All lines with the word "WriteResponse" must be pulled from the entries below.

--- START ---

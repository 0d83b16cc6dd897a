//! HTTP/JSON surface: ingest, queries, freeing, health and debug.

use std::sync::mpsc::SyncSender;
use std::sync::Arc;

use axum::{
    extract::{Query, State},
    http::StatusCode,
    response::{IntoResponse, Response},
    routing::{get, post},
    Json, Router,
};
use serde::{Deserialize, Serialize};
use tokio::net::TcpListener;
use tokio::sync::watch;
use tower_http::trace::TraceLayer;
use tracing::info;

use crate::checkpoint::{GapValue, StagedSample};
use crate::decoder::LineProtocolDecoder;
use crate::error::{Result, StoreError};
use crate::model::{Selector, SelectorElement};
use crate::store::MemoryStore;

pub struct ServerState {
    store: Arc<MemoryStore>,
    staging: Option<SyncSender<StagedSample>>,
}

type AppState = Arc<ServerState>;

impl ServerState {
    pub fn new(store: Arc<MemoryStore>, staging: Option<SyncSender<StagedSample>>) -> Self {
        Self { store, staging }
    }
}

pub fn router(state: AppState) -> Router {
    Router::new()
        .route("/write", post(handle_write))
        .route("/free", post(handle_free))
        .route("/query", post(handle_query))
        .route("/healthcheck", get(handle_healthcheck))
        .route("/debug", post(handle_debug))
        .layer(TraceLayer::new_for_http())
        .with_state(state)
}

/// Serves until the shutdown signal flips.
pub async fn serve(
    state: AppState,
    listen: String,
    mut shutdown: watch::Receiver<bool>,
) -> Result<()> {
    let listener = TcpListener::bind(&listen)
        .await
        .map_err(|e| StoreError::Init(format!("cannot bind {listen}: {e}")))?;
    info!(%listen, "http server listening");
    axum::serve(listener, router(state))
        .with_graceful_shutdown(async move {
            let _ = shutdown.changed().await;
        })
        .await
        .map_err(|e| StoreError::Init(format!("http server failed: {e}")))?;
    Ok(())
}

struct ApiError(StoreError);

impl IntoResponse for ApiError {
    fn into_response(self) -> Response {
        let status = match &self.0 {
            StoreError::InvalidTimeRange { .. }
            | StoreError::UnknownMetric(_)
            | StoreError::UnknownField(_)
            | StoreError::MissingTag(_)
            | StoreError::MissingField(_)
            | StoreError::UnsupportedKind(_)
            | StoreError::UnsupportedResolution { .. }
            | StoreError::InvalidAggregation => StatusCode::BAD_REQUEST,
            StoreError::NoHostOrMetric => StatusCode::NOT_FOUND,
            _ => StatusCode::INTERNAL_SERVER_ERROR,
        };
        (status, self.0.to_string()).into_response()
    }
}

impl From<StoreError> for ApiError {
    fn from(err: StoreError) -> Self {
        ApiError(err)
    }
}

#[derive(Debug, Deserialize)]
struct WriteParams {
    cluster: Option<String>,
}

#[derive(Debug, Serialize)]
struct WriteResponse {
    accepted: usize,
    dropped: usize,
}

async fn handle_write(
    State(state): State<AppState>,
    Query(params): Query<WriteParams>,
    body: String,
) -> Json<WriteResponse> {
    let mut decoder = LineProtocolDecoder::new(Arc::clone(&state.store), params.cluster);
    if let Some(staging) = &state.staging {
        decoder = decoder.with_staging(staging.clone());
    }
    let summary = decoder.decode(&body);
    Json(WriteResponse {
        accepted: summary.accepted,
        dropped: summary.dropped,
    })
}

#[derive(Debug, Deserialize)]
struct FreeParams {
    to: Option<i64>,
}

async fn handle_free(
    State(state): State<AppState>,
    Query(params): Query<FreeParams>,
    Json(selectors): Json<Vec<Vec<String>>>,
) -> std::result::Result<Json<usize>, ApiError> {
    let threshold = params.to.unwrap_or(i64::MAX);
    let mut freed = 0;
    for path in &selectors {
        freed += state.store.free(path, threshold)?;
    }
    Ok(Json(freed))
}

#[derive(Debug, Deserialize)]
#[serde(rename_all = "kebab-case")]
pub struct ApiQueryRequest {
    pub cluster: String,
    pub from: i64,
    pub to: i64,
    #[serde(default)]
    pub queries: Vec<ApiQuery>,
    /// Metrics to answer for every node of the cluster.
    #[serde(default)]
    pub for_all_nodes: Vec<String>,
    #[serde(default)]
    pub with_stats: bool,
    #[serde(default = "default_true")]
    pub with_data: bool,
    /// Pad the response with leading nulls back to the requested `from`.
    #[serde(default)]
    pub with_padding: bool,
}

fn default_true() -> bool {
    true
}

#[derive(Debug, Deserialize)]
#[serde(rename_all = "kebab-case")]
pub struct ApiQuery {
    pub metric: String,
    pub hostname: String,
    #[serde(default, rename = "type")]
    pub scope: Option<String>,
    #[serde(default, rename = "type-ids")]
    pub type_ids: Vec<String>,
    #[serde(default)]
    pub subtype: Option<String>,
    #[serde(default, rename = "subtype-ids")]
    pub subtype_ids: Vec<String>,
    #[serde(default)]
    pub resolution: i64,
    /// Collapse the selected scopes into one series instead of one
    /// series per scope id.
    #[serde(default)]
    pub aggregate: bool,
    /// Multiplies returned values; zero is treated as a no-op.
    #[serde(default, rename = "scale-by")]
    pub scale_by: f32,
}

#[derive(Debug, Serialize)]
#[serde(rename_all = "kebab-case")]
pub struct ApiMetricData {
    #[serde(skip_serializing_if = "Option::is_none")]
    pub data: Option<Vec<GapValue>>,
    pub from: i64,
    pub to: i64,
    pub resolution: i64,
    #[serde(skip_serializing_if = "Option::is_none")]
    pub avg: Option<f32>,
    #[serde(skip_serializing_if = "Option::is_none")]
    pub min: Option<f32>,
    #[serde(skip_serializing_if = "Option::is_none")]
    pub max: Option<f32>,
    #[serde(skip_serializing_if = "Option::is_none")]
    pub error: Option<String>,
}

#[derive(Debug, Serialize)]
#[serde(rename_all = "kebab-case")]
pub struct ApiNodeMetric {
    pub hostname: String,
    pub metric: String,
    #[serde(flatten)]
    pub data: ApiMetricData,
}

#[derive(Debug, Serialize)]
#[serde(rename_all = "kebab-case")]
pub struct ApiQueryResponse {
    pub results: Vec<Vec<ApiMetricData>>,
    #[serde(skip_serializing_if = "Vec::is_empty")]
    pub for_all_nodes: Vec<ApiNodeMetric>,
}

async fn handle_query(
    State(state): State<AppState>,
    Json(request): Json<ApiQueryRequest>,
) -> Json<ApiQueryResponse> {
    let store = &state.store;

    let mut results = Vec::with_capacity(request.queries.len());
    for query in &request.queries {
        let selectors = build_selectors(&request.cluster, query);
        let mut per_query = Vec::with_capacity(selectors.len());
        for selector in selectors {
            per_query.push(run_query(store, &selector, query, &request));
        }
        results.push(per_query);
    }

    let mut for_all_nodes = Vec::new();
    for metric in &request.for_all_nodes {
        for host in store.list_children(&[request.cluster.clone()]) {
            let selector = vec![
                SelectorElement::String(request.cluster.clone()),
                SelectorElement::String(host.clone()),
            ];
            let query = ApiQuery {
                metric: metric.clone(),
                hostname: host.clone(),
                scope: None,
                type_ids: Vec::new(),
                subtype: None,
                subtype_ids: Vec::new(),
                resolution: 0,
                aggregate: false,
                scale_by: 0.0,
            };
            for_all_nodes.push(ApiNodeMetric {
                hostname: host,
                metric: metric.clone(),
                data: run_query(store, &selector, &query, &request),
            });
        }
    }

    Json(ApiQueryResponse {
        results,
        for_all_nodes,
    })
}

/// One selector per series the query expands to: aggregated scopes fold
/// their ids into a group element, unaggregated ones fan out.
fn build_selectors(cluster: &str, query: &ApiQuery) -> Vec<Selector> {
    let base = vec![
        SelectorElement::String(cluster.to_string()),
        SelectorElement::String(query.hostname.clone()),
    ];

    let mut selectors = vec![base];
    selectors = expand_scope(selectors, query.scope.as_deref(), &query.type_ids, query.aggregate);
    selectors = expand_scope(
        selectors,
        query.subtype.as_deref(),
        &query.subtype_ids,
        query.aggregate,
    );
    selectors
}

fn expand_scope(
    selectors: Vec<Selector>,
    scope: Option<&str>,
    ids: &[String],
    aggregate: bool,
) -> Vec<Selector> {
    let Some(scope) = scope else {
        return selectors;
    };
    let components: Vec<String> = if ids.is_empty() {
        vec![scope.to_string()]
    } else {
        ids.iter().map(|id| format!("{scope}{id}")).collect()
    };

    if aggregate || components.len() == 1 {
        let element = if components.len() == 1 {
            SelectorElement::String(components.into_iter().next().expect("one component"))
        } else {
            SelectorElement::Group(components)
        };
        selectors
            .into_iter()
            .map(|mut s| {
                s.push(element.clone());
                s
            })
            .collect()
    } else {
        let mut out = Vec::with_capacity(selectors.len() * components.len());
        for selector in &selectors {
            for component in &components {
                let mut s = selector.clone();
                s.push(SelectorElement::String(component.clone()));
                out.push(s);
            }
        }
        out
    }
}

fn run_query(
    store: &MemoryStore,
    selector: &Selector,
    query: &ApiQuery,
    request: &ApiQueryRequest,
) -> ApiMetricData {
    match store.read(selector, &query.metric, request.from, request.to, query.resolution) {
        Ok(mut result) => {
            if query.scale_by != 0.0 {
                for v in result.data.iter_mut() {
                    *v *= query.scale_by;
                }
            }

            let (avg, min, max) = if request.with_stats {
                stats(&result.data)
            } else {
                (None, None, None)
            };

            let data = request.with_data.then(|| {
                let mut values: Vec<GapValue> = Vec::new();
                if request.with_padding && result.from > request.from {
                    let missing = ((result.from - request.from) / result.resolution) as usize;
                    values.resize(missing, GapValue(f32::NAN));
                }
                values.extend(result.data.iter().map(|v| GapValue(*v)));
                values
            });

            ApiMetricData {
                data,
                from: result.from,
                to: result.to,
                resolution: result.resolution,
                avg,
                min,
                max,
                error: None,
            }
        }
        Err(err) => ApiMetricData {
            data: None,
            from: request.from,
            to: request.to,
            resolution: query.resolution,
            avg: None,
            min: None,
            max: None,
            error: Some(err.to_string()),
        },
    }
}

fn stats(data: &[f32]) -> (Option<f32>, Option<f32>, Option<f32>) {
    let mut sum = 0.0f64;
    let mut min = f32::INFINITY;
    let mut max = f32::NEG_INFINITY;
    let mut n = 0usize;
    for &v in data {
        if v.is_nan() {
            continue;
        }
        sum += v as f64;
        min = min.min(v);
        max = max.max(v);
        n += 1;
    }
    if n == 0 {
        return (None, None, None);
    }
    (Some((sum / n as f64) as f32), Some(min), Some(max))
}

#[derive(Debug, Deserialize)]
struct HealthParams {
    cluster: String,
    node: String,
}

async fn handle_healthcheck(
    State(state): State<AppState>,
    Query(params): Query<HealthParams>,
) -> impl IntoResponse {
    Json(state.store.health_check(&params.cluster, &params.node))
}

#[derive(Debug, Deserialize)]
struct DebugParams {
    selector: Option<String>,
}

async fn handle_debug(
    State(state): State<AppState>,
    Query(params): Query<DebugParams>,
) -> Json<serde_json::Value> {
    let path: Vec<String> = params
        .selector
        .as_deref()
        .map(|s| s.split(':').map(str::to_string).collect())
        .unwrap_or_default();
    Json(state.store.debug_dump(&path))
}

--- END ---

SOLVED EXERCISE:
struct WriteResponse {
) -> Json<WriteResponse> {
    Json(WriteResponse {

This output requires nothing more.